▶ [Exercise directions]
Write all of the entries again. Keep them exactly as they are.

Stored items:
○ ○ ○ ○
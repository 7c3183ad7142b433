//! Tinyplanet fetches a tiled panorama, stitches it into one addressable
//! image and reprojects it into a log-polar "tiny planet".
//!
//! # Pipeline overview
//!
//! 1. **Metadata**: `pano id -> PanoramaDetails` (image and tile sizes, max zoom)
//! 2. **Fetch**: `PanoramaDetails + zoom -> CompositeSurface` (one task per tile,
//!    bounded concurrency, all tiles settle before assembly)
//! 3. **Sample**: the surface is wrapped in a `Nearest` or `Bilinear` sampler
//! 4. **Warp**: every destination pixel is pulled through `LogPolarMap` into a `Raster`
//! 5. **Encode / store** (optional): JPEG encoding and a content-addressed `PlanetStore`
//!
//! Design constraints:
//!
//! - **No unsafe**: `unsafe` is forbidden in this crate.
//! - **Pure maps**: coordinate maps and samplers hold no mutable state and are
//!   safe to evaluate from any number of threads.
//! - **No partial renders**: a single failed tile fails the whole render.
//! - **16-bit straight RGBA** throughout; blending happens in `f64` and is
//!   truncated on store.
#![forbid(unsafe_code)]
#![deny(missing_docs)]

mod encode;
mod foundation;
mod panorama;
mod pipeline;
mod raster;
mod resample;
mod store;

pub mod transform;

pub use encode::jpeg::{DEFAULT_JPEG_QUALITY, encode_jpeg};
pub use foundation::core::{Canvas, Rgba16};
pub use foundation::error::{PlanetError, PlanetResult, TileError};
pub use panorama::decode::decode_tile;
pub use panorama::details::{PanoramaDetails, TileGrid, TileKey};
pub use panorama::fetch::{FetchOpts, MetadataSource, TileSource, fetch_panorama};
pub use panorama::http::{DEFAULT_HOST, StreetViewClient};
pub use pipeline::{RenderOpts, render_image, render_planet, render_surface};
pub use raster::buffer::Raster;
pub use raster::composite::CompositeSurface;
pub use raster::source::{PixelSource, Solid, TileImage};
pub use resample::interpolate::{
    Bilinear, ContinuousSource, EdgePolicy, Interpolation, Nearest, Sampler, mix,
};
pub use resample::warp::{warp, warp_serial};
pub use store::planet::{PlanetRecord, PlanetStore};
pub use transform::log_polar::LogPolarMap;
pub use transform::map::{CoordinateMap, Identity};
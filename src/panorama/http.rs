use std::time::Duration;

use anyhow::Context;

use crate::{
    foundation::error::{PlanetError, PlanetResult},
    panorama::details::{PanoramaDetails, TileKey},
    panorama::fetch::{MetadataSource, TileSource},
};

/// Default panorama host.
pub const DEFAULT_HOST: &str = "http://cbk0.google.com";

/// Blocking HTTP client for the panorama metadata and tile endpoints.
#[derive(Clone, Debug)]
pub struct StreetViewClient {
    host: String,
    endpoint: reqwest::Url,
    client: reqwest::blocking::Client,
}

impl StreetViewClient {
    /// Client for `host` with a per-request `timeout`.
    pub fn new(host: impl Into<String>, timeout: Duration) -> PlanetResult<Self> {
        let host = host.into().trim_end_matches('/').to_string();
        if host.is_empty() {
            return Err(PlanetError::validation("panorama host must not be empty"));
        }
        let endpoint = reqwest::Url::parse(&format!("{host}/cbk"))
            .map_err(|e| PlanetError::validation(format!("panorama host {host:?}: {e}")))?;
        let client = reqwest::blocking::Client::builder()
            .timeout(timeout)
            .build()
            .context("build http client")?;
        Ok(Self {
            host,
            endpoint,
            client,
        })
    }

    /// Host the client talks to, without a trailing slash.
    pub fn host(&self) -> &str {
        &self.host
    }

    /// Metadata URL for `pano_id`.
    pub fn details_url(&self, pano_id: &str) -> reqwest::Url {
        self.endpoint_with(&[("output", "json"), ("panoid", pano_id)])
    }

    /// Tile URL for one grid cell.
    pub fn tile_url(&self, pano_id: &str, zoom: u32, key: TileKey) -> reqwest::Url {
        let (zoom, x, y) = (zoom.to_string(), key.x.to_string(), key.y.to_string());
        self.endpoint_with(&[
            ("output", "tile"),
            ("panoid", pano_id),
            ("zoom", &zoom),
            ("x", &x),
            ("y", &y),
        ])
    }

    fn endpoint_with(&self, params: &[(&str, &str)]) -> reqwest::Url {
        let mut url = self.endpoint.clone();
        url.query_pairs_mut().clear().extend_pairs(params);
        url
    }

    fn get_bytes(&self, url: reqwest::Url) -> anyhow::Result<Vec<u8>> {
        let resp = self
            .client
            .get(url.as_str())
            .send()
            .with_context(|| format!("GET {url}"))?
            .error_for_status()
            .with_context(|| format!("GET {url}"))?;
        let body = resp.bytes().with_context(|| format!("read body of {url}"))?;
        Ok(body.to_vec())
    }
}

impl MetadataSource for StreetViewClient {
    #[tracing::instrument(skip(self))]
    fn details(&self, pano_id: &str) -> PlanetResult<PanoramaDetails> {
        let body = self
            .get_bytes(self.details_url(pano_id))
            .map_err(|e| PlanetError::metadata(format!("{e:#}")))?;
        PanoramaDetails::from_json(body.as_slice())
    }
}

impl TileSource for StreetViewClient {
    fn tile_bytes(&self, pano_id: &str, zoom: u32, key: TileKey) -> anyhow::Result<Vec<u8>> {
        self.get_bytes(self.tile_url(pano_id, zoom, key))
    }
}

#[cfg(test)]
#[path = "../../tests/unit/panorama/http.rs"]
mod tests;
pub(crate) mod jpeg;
○ ○ ○ ○
▶ [Result for this exercise]
repository 7c3183ad7142b433
//! Tinyplanet fetches a tiled panorama, stitches it into one addressable
//! image and reprojects it into a log-polar "tiny planet".
//!
//! # Pipeline overview
//!
//! 1. **Metadata**: `pano id -> PanoramaDetails` (image and tile sizes, max zoom)
//! 2. **Fetch**: `PanoramaDetails + zoom -> CompositeSurface` (one task per tile,
//!    bounded concurrency, all tiles settle before assembly)
//! 3. **Sample**: the surface is wrapped in a `Nearest` or `Bilinear` sampler
//! 4. **Warp**: every destination pixel is pulled through `LogPolarMap` into a `Raster`
//! 5. **Encode / store** (optional): JPEG encoding and a content-addressed `PlanetStore`
//!
//! Design constraints:
//!
//! - **No unsafe**: `unsafe` is forbidden in this crate.
//! - **Pure maps**: coordinate maps and samplers hold no mutable state and are
//!   safe to evaluate from any number of threads.
//! - **No partial renders**: a single failed tile fails the whole render.
//! - **16-bit straight RGBA** throughout; blending happens in `f64` and is
//!   truncated on store.
#![forbid(unsafe_code)]
#![deny(missing_docs)]

mod encode;
mod foundation;
mod panorama;
mod pipeline;
mod raster;
mod resample;
mod store;

pub mod transform;

pub use encode::jpeg::{DEFAULT_JPEG_QUALITY, encode_jpeg};
pub use foundation::core::{Canvas, Rgba16};
pub use foundation::error::{PlanetError, PlanetResult, TileError};
pub use panorama::decode::decode_tile;
pub use panorama::details::{PanoramaDetails, TileGrid, TileKey};
pub use panorama::fetch::{FetchOpts, MetadataSource, TileSource, fetch_panorama};
pub use panorama::http::{DEFAULT_HOST, StreetViewClient};
pub use pipeline::{RenderOpts, render_image, render_planet, render_surface};
pub use raster::buffer::Raster;
pub use raster::composite::CompositeSurface;
pub use raster::source::{PixelSource, Solid, TileImage};
pub use resample::interpolate::{
    Bilinear, ContinuousSource, EdgePolicy, Interpolation, Nearest, Sampler, mix,
};
pub use resample::warp::{warp, warp_serial};
pub use store::planet::{PlanetRecord, PlanetStore};
pub use transform::log_polar::LogPolarMap;
pub use transform::map::{CoordinateMap, Identity};
filename src/panorama/http.rs
use std::time::Duration;

use anyhow::Context;

use crate::{
    foundation::error::{PlanetError, PlanetResult},
    panorama::details::{PanoramaDetails, TileKey},
    panorama::fetch::{MetadataSource, TileSource},
};

/// Default panorama host.
pub const DEFAULT_HOST: &str = "http://cbk0.google.com";

/// Blocking HTTP client for the panorama metadata and tile endpoints.
#[derive(Clone, Debug)]
pub struct StreetViewClient {
    host: String,
    endpoint: reqwest::Url,
    client: reqwest::blocking::Client,
}

impl StreetViewClient {
    /// Client for `host` with a per-request `timeout`.
    pub fn new(host: impl Into<String>, timeout: Duration) -> PlanetResult<Self> {
        let host = host.into().trim_end_matches('/').to_string();
        if host.is_empty() {
            return Err(PlanetError::validation("panorama host must not be empty"));
        }
        let endpoint = reqwest::Url::parse(&format!("{host}/cbk"))
            .map_err(|e| PlanetError::validation(format!("panorama host {host:?}: {e}")))?;
        let client = reqwest::blocking::Client::builder()
            .timeout(timeout)
            .build()
            .context("build http client")?;
        Ok(Self {
            host,
            endpoint,
            client,
        })
    }

    /// Host the client talks to, without a trailing slash.
    pub fn host(&self) -> &str {
        &self.host
    }

    /// Metadata URL for `pano_id`.
    pub fn details_url(&self, pano_id: &str) -> reqwest::Url {
        self.endpoint_with(&[("output", "json"), ("panoid", pano_id)])
    }

    /// Tile URL for one grid cell.
    pub fn tile_url(&self, pano_id: &str, zoom: u32, key: TileKey) -> reqwest::Url {
        let (zoom, x, y) = (zoom.to_string(), key.x.to_string(), key.y.to_string());
        self.endpoint_with(&[
            ("output", "tile"),
            ("panoid", pano_id),
            ("zoom", &zoom),
            ("x", &x),
            ("y", &y),
        ])
    }

    fn endpoint_with(&self, params: &[(&str, &str)]) -> reqwest::Url {
        let mut url = self.endpoint.clone();
        url.query_pairs_mut().clear().extend_pairs(params);
        url
    }

    fn get_bytes(&self, url: reqwest::Url) -> anyhow::Result<Vec<u8>> {
        let resp = self
            .client
            .get(url.as_str())
            .send()
            .with_context(|| format!("GET {url}"))?
            .error_for_status()
            .with_context(|| format!("GET {url}"))?;
        let body = resp.bytes().with_context(|| format!("read body of {url}"))?;
        Ok(body.to_vec())
    }
}

impl MetadataSource for StreetViewClient {
    #[tracing::instrument(skip(self))]
    fn details(&self, pano_id: &str) -> PlanetResult<PanoramaDetails> {
        let body = self
            .get_bytes(self.details_url(pano_id))
            .map_err(|e| PlanetError::metadata(format!("{e:#}")))?;
        PanoramaDetails::from_json(body.as_slice())
    }
}

impl TileSource for StreetViewClient {
    fn tile_bytes(&self, pano_id: &str, zoom: u32, key: TileKey) -> anyhow::Result<Vec<u8>> {
        self.get_bytes(self.tile_url(pano_id, zoom, key))
    }
}

#[cfg(test)]
#[path = "../../tests/unit/panorama/http.rs"]
mod tests;
pub(crate) mod jpeg;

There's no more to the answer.